Queries the engine to open a StateObject

open_dry_run_result()

Return opened version of the object when run in dry-run mode

Should return an object of the same type as json_to_opened.

opened_to_json_output(value)

Convert an opened pandas value to its json representation used for dummy outputs. See here for the specification of outputs. This function is called on an object to which json_to_opened or open_dry_run_result has been called first.

remove(**query_args)

Remove object from server

PARAMETER DESCRIPTION
query_args

TYPE: (optional, dict) DEFAULT: {}

save(name=None, *, dummy_for=None, save_mode=SaveMode.ALWAYS, **query_args)

Save object

Saves the object, e.g., a computation result. As a result of saving, the object is stored permanently (until deleted), and is not subject any more to cache purging (see here).

If a symbolic name name is given as an argument, this name is mapped to the current object. If the name was previously mapped to another object, the mapping is updated but the original object remains available under its handle or under any other symbolic names that it may have. If after saving the previously mapped object no longer has any symbolic names, it will again be subject to purging.

The dummy_for argument can be used to mark an object as dummy data for script recordings; see here.

PARAMETER DESCRIPTION
name

If set: store the name under the given symbolic name. The object can then be retrieved e.g. by cd.get_table('name') or cd.get(name='name')

DEFAULT: None

save_mode

The default behavior is to always save. Specify this parameter to change this behavior to only save in case the target name already, or does not already, exists. Values other than SaveMode.ALWAYS are only allowed if a name is also given. An error is raised if the object was not saved due to the save mode.

DEFAULT: ALWAYS

dummy_for

Handle as string of 64 hexadecimal characters. This indicates that the table resulting from this computation should be interpreted as dummy data for the specified handle. May not be specified if name is also specified.

TYPE: str DEFAULT: None

query_args

TYPE: (optional, dict) DEFAULT: {}

RETURNS DESCRIPTION
StateObject

The object, i.e., self

RAISES DESCRIPTION
EngineError

The object could not be persisted (see details above)

get(handle=None, *, name=None, dummy_handle=None, prod_handle=None, map_dummy_handles=None, **query_args)

Access a previously uploaded object by its handle or name.

The previously uploaded object is specified by its handle using cd.get(handle) or by its name using the cd.get(name=name). Either the handle or the name needs to be specified, but not both.

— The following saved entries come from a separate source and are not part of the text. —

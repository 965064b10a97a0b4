use crate::error::ChartResult;
use crate::render::{PrimitiveCounts, RenderFrame, Renderer};

/// No-op renderer used by tests and headless engine usage.
///
/// It still validates frame content so tests catch invalid geometry without
/// a real backend.
#[derive(Debug, Default)]
pub struct NullRenderer {
    pub last_counts: PrimitiveCounts,
    pub frames_rendered: usize,
}

impl Renderer for NullRenderer {
    fn render(&mut self, frame: &RenderFrame) -> ChartResult<()> {
        frame.validate()?;
        self.last_counts = frame.counts();
        self.frames_rendered += 1;
        Ok(())
    }
}

#[cfg(test)]
mod tests {
    use super::NullRenderer;
    use crate::core::Viewport;
    use crate::render::{CanvasLayerKind, CirclePrimitive, Color, RenderFrame, Renderer};

    #[test]
    fn counts_every_primitive_kind() {
        let mut frame = RenderFrame::new(Viewport::new(20, 20));
        frame.push_circle(
            CanvasLayerKind::Series,
            CirclePrimitive::new(5.0, 5.0, 2.0, Color::rgb(1.0, 0.0, 0.0)),
        );
        let mut renderer = NullRenderer::default();
        renderer.render(&frame).expect("render");
        assert_eq!(renderer.last_counts.circles, 1);
        assert_eq!(renderer.frames_rendered, 1);
    }

    #[test]
    fn rejects_invalid_geometry() {
        let mut frame = RenderFrame::new(Viewport::new(20, 20));
        frame.push_circle(
            CanvasLayerKind::Series,
            CirclePrimitive::new(f64::NAN, 5.0, 2.0, Color::rgb(1.0, 0.0, 0.0)),
        );
        assert!(NullRenderer::default().render(&frame).is_err());
    }
}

When called from a script recording, the retrieved object is checked against the object that was used when recording. This check includes the object type and, in the case of tables, also the column names/types.

PARAMETER DESCRIPTION
handle

Handle (hex-encoded string)

TYPE: str DEFAULT: None

name

Symbolic name by which to retrieve the object.

DEFAULT: None

map_dummy_handles

Whenever a script is being recorded (see crandas.script), the default behavior is to interpret all calls to cd.get(handle) as dummy_for:<handle> table names. This allows the user to use the same handle in both script recording and execution, even though the script recording takes place in a different environment where the real table handle does not exist.

This behavior can be overridden in two levels: for the entire script or for a single call to get. For the entire script, mapping dummy handles can be disabled by supplying map_dummy_handles as False in the call to crandas.script.record. For the call to get, by specifying this argument as either True or False, the mapping behavior is forced to be either enabled or disabled, regardless of the current script mode.

TYPE: bool DEFAULT: None

query_args

TYPE: (optional, dict) DEFAULT: {}

RETURNS DESCRIPTION
StateObject

The object with the specified handle or name

RAISES DESCRIPTION
ValueError
  • Schema validation failed

get_upload_handles(get_from=None)

Get list of handles of all objects uploaded to the engine.

See list_uploads() for an overview of which objects are considered to be "uploaded"

PARAMETER DESCRIPTION
get_from

If set to "mem", only return objects that are in the working memory of the engine server. If set to "disk", only return objects that are not in the working memory. (The latter causes the objects to be loaded into memory at the server.)

TYPE: str DEFAULT: None

list_uploads(*, also_on_disk=True)

Get list of all objects uploaded to the engine.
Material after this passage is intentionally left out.